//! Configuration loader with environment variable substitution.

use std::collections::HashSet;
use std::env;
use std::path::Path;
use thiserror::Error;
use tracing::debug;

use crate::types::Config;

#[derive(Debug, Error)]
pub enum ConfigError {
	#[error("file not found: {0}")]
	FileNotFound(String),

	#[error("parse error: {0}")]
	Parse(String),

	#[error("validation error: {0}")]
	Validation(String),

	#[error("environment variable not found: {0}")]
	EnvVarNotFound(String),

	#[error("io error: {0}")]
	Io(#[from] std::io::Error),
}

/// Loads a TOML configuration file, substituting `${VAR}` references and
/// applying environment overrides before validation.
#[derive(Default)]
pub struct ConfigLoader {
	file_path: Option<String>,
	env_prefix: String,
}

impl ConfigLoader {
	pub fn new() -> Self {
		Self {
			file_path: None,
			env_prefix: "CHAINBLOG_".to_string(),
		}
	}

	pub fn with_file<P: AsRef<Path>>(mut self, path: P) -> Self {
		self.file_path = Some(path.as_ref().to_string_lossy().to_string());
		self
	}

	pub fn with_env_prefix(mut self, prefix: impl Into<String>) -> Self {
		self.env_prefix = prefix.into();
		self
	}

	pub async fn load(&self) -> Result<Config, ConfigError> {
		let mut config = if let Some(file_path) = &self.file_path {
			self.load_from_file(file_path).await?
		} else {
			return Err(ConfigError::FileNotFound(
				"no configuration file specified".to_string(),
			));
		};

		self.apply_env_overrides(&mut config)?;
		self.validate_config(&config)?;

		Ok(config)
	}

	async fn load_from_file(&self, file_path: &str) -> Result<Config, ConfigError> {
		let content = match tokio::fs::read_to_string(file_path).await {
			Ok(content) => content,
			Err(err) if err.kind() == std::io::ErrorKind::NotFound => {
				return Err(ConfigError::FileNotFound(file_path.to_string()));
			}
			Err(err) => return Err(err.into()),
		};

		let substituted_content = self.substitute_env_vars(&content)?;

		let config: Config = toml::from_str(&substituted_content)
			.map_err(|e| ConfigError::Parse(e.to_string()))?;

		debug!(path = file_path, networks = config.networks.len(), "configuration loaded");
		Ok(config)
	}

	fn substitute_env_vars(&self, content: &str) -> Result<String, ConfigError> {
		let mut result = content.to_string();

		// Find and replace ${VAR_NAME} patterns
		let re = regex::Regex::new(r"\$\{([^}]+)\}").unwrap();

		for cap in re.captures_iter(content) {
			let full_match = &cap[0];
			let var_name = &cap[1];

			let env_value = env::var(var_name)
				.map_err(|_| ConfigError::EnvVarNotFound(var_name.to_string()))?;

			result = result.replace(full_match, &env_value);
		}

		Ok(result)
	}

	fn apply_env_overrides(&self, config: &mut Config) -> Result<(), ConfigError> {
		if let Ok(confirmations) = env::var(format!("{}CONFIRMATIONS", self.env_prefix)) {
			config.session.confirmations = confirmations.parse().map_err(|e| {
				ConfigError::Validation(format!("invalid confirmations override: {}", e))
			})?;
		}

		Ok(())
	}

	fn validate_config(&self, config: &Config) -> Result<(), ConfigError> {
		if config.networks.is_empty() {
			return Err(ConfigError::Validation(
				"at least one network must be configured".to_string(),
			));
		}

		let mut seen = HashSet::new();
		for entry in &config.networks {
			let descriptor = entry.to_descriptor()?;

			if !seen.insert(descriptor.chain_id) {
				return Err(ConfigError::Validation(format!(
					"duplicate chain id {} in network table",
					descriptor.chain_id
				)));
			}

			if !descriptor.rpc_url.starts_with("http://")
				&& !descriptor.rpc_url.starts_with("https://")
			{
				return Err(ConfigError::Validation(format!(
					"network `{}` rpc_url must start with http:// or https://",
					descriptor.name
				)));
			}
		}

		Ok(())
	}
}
════
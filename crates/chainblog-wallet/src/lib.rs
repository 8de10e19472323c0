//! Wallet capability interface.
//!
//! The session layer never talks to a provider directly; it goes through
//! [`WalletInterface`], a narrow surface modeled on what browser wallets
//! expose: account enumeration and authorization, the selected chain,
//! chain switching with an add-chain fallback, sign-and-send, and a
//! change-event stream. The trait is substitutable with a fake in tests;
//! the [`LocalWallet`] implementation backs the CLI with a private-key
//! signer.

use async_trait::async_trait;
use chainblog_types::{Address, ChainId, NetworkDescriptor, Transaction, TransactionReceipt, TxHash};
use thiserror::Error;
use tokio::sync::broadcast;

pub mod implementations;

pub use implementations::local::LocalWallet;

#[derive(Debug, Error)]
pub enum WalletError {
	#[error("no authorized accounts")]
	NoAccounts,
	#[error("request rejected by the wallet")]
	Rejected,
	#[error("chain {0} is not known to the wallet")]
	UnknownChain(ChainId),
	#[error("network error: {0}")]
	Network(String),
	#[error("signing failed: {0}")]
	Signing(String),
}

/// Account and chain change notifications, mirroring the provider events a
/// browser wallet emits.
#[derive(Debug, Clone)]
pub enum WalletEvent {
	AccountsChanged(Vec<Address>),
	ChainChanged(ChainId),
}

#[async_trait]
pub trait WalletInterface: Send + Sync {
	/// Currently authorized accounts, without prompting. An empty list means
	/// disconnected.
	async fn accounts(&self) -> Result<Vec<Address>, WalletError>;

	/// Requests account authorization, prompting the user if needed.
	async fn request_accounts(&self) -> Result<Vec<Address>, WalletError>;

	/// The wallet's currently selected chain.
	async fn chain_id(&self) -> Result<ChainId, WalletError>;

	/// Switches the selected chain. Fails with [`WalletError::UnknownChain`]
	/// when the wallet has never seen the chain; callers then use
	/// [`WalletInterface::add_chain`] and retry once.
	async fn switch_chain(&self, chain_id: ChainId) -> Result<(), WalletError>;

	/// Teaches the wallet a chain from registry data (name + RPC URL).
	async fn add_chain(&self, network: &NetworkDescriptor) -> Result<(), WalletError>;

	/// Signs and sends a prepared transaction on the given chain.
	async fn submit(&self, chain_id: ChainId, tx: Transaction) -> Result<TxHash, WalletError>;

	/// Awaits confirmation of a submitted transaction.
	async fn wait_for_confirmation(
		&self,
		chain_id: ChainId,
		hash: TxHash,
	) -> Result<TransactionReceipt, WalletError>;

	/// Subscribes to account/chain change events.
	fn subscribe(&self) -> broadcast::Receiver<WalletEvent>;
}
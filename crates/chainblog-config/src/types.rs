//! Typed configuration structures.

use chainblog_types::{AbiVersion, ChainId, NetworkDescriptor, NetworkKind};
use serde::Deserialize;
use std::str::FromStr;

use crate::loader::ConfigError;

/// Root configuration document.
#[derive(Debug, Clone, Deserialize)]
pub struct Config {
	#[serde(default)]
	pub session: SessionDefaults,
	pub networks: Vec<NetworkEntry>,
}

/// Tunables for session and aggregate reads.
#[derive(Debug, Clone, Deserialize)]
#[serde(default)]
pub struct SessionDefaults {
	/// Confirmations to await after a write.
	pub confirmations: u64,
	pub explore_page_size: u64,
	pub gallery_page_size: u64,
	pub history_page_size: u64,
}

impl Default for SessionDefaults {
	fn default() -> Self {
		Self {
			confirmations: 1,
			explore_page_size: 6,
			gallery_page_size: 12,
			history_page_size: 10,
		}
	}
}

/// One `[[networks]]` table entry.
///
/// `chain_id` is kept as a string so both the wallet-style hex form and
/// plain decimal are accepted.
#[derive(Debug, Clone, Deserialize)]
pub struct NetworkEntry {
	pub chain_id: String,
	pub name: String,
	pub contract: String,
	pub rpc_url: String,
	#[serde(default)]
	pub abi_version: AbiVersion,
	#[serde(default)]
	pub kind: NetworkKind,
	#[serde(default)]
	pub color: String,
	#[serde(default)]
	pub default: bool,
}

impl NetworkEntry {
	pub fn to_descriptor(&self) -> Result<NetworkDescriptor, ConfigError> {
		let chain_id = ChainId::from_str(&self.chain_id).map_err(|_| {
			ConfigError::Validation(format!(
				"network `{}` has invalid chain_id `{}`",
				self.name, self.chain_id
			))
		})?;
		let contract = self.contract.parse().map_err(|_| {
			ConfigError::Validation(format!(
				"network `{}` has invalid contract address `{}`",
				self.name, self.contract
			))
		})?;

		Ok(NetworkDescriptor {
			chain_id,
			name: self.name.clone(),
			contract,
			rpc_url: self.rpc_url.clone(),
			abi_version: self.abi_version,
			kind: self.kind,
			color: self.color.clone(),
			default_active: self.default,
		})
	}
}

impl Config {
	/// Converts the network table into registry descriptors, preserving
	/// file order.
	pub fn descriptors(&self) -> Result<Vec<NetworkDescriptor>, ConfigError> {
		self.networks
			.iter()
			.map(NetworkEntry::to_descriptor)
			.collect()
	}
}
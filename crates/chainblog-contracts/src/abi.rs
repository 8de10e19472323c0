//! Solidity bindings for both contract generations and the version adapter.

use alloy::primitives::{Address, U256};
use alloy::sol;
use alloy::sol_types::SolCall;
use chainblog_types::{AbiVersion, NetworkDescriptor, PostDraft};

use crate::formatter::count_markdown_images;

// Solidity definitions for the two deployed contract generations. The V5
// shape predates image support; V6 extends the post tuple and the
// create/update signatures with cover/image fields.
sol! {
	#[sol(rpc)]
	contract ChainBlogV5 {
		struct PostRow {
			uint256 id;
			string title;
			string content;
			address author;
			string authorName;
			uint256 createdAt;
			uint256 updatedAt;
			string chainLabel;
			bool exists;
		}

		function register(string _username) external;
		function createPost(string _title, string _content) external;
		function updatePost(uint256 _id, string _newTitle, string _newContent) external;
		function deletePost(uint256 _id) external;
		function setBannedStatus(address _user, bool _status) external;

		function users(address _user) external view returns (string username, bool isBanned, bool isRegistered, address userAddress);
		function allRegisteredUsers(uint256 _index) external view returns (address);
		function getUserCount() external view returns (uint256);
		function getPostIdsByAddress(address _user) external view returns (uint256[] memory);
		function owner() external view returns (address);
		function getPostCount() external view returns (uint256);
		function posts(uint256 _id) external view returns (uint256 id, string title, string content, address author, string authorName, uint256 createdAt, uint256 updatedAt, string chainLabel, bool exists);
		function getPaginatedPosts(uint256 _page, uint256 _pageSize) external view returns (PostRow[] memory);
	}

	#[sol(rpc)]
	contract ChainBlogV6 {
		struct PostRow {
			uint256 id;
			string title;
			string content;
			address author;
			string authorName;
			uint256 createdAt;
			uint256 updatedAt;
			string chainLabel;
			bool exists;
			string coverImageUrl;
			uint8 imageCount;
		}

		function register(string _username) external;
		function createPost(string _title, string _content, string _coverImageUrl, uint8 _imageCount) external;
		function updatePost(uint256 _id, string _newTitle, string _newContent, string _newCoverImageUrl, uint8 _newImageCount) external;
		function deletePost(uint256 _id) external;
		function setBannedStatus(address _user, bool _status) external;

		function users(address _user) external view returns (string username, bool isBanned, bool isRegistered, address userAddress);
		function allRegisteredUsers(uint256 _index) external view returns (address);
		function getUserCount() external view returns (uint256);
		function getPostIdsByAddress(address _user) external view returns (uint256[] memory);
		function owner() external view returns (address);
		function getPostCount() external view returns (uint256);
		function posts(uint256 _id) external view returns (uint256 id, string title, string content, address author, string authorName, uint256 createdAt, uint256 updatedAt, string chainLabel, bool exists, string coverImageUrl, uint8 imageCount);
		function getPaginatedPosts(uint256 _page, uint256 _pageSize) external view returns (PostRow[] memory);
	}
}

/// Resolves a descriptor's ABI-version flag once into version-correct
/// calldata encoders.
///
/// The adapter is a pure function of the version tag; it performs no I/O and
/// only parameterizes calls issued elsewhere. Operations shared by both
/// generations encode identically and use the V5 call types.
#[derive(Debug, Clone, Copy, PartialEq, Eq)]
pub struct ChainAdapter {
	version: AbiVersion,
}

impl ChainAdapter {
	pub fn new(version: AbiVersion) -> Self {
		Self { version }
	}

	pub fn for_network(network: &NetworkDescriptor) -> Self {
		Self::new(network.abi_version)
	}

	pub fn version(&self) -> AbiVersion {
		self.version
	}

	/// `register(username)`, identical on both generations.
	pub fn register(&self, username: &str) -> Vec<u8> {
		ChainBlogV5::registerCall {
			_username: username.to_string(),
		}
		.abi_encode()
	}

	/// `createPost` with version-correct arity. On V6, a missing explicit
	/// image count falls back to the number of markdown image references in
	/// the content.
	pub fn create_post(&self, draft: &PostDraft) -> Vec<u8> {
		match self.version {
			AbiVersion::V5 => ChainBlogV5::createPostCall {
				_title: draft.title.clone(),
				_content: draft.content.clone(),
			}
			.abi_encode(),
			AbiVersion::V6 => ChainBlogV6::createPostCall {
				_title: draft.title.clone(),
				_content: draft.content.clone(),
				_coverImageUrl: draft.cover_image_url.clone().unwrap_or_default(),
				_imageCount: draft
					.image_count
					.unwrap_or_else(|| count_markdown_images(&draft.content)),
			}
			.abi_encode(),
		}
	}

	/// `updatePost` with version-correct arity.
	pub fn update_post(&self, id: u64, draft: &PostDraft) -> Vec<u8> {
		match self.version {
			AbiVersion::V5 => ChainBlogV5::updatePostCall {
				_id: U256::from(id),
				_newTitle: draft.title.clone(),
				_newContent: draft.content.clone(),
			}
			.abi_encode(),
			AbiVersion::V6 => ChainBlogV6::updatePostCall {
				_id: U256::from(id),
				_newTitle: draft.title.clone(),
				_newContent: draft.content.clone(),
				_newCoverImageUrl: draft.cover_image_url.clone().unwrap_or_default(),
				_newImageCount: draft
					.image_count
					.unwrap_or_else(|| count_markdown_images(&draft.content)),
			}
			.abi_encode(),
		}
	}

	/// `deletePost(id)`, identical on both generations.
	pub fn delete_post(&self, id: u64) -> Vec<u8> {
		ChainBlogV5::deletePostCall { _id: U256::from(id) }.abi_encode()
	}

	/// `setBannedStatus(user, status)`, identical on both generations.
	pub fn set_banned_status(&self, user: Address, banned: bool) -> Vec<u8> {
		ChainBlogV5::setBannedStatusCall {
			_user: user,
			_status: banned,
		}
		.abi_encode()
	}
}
════
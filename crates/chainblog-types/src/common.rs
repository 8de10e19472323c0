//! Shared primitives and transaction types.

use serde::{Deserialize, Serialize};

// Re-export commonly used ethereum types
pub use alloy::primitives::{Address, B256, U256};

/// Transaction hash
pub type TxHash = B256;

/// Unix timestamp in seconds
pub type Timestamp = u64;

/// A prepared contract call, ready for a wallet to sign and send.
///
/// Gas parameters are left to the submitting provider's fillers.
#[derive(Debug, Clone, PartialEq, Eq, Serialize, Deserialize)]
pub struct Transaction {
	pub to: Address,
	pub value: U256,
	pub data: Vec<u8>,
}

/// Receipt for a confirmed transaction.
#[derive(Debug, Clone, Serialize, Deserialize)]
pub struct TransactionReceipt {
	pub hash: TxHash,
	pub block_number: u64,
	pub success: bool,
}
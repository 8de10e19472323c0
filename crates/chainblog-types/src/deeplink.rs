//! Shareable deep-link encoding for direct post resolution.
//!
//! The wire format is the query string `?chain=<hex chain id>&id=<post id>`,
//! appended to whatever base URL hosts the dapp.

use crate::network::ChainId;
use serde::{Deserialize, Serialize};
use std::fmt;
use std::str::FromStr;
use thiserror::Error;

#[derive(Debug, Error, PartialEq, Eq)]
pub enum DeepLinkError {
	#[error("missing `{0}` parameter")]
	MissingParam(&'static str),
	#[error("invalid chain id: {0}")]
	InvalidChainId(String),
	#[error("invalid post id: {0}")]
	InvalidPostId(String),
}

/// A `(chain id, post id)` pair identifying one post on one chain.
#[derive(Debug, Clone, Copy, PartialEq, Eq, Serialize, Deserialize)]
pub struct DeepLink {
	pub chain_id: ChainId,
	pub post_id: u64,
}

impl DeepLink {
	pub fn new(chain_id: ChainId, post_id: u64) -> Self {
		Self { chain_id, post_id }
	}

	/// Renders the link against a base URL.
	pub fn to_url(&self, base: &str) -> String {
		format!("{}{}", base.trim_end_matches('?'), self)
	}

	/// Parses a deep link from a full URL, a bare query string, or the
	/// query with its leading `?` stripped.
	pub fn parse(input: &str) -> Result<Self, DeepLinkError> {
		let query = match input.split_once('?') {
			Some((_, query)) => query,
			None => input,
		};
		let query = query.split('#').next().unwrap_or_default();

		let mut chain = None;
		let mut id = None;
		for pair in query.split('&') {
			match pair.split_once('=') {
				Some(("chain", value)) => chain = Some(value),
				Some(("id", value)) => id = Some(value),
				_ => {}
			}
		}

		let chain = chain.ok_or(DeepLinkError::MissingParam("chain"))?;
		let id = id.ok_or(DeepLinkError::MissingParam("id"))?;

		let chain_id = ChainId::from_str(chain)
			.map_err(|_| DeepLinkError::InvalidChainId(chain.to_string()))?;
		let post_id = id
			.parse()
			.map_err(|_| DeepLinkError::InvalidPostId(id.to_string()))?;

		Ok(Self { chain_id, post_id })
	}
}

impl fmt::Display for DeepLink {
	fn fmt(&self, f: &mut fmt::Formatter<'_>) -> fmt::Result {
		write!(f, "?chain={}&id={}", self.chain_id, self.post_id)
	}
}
════
- THE TASK
Go through the entries and copy each line holding the string "events".

- WRITTEN REPLY
/// Account and chain change notifications, mirroring the provider events a
	/// Subscribes to account/chain change events.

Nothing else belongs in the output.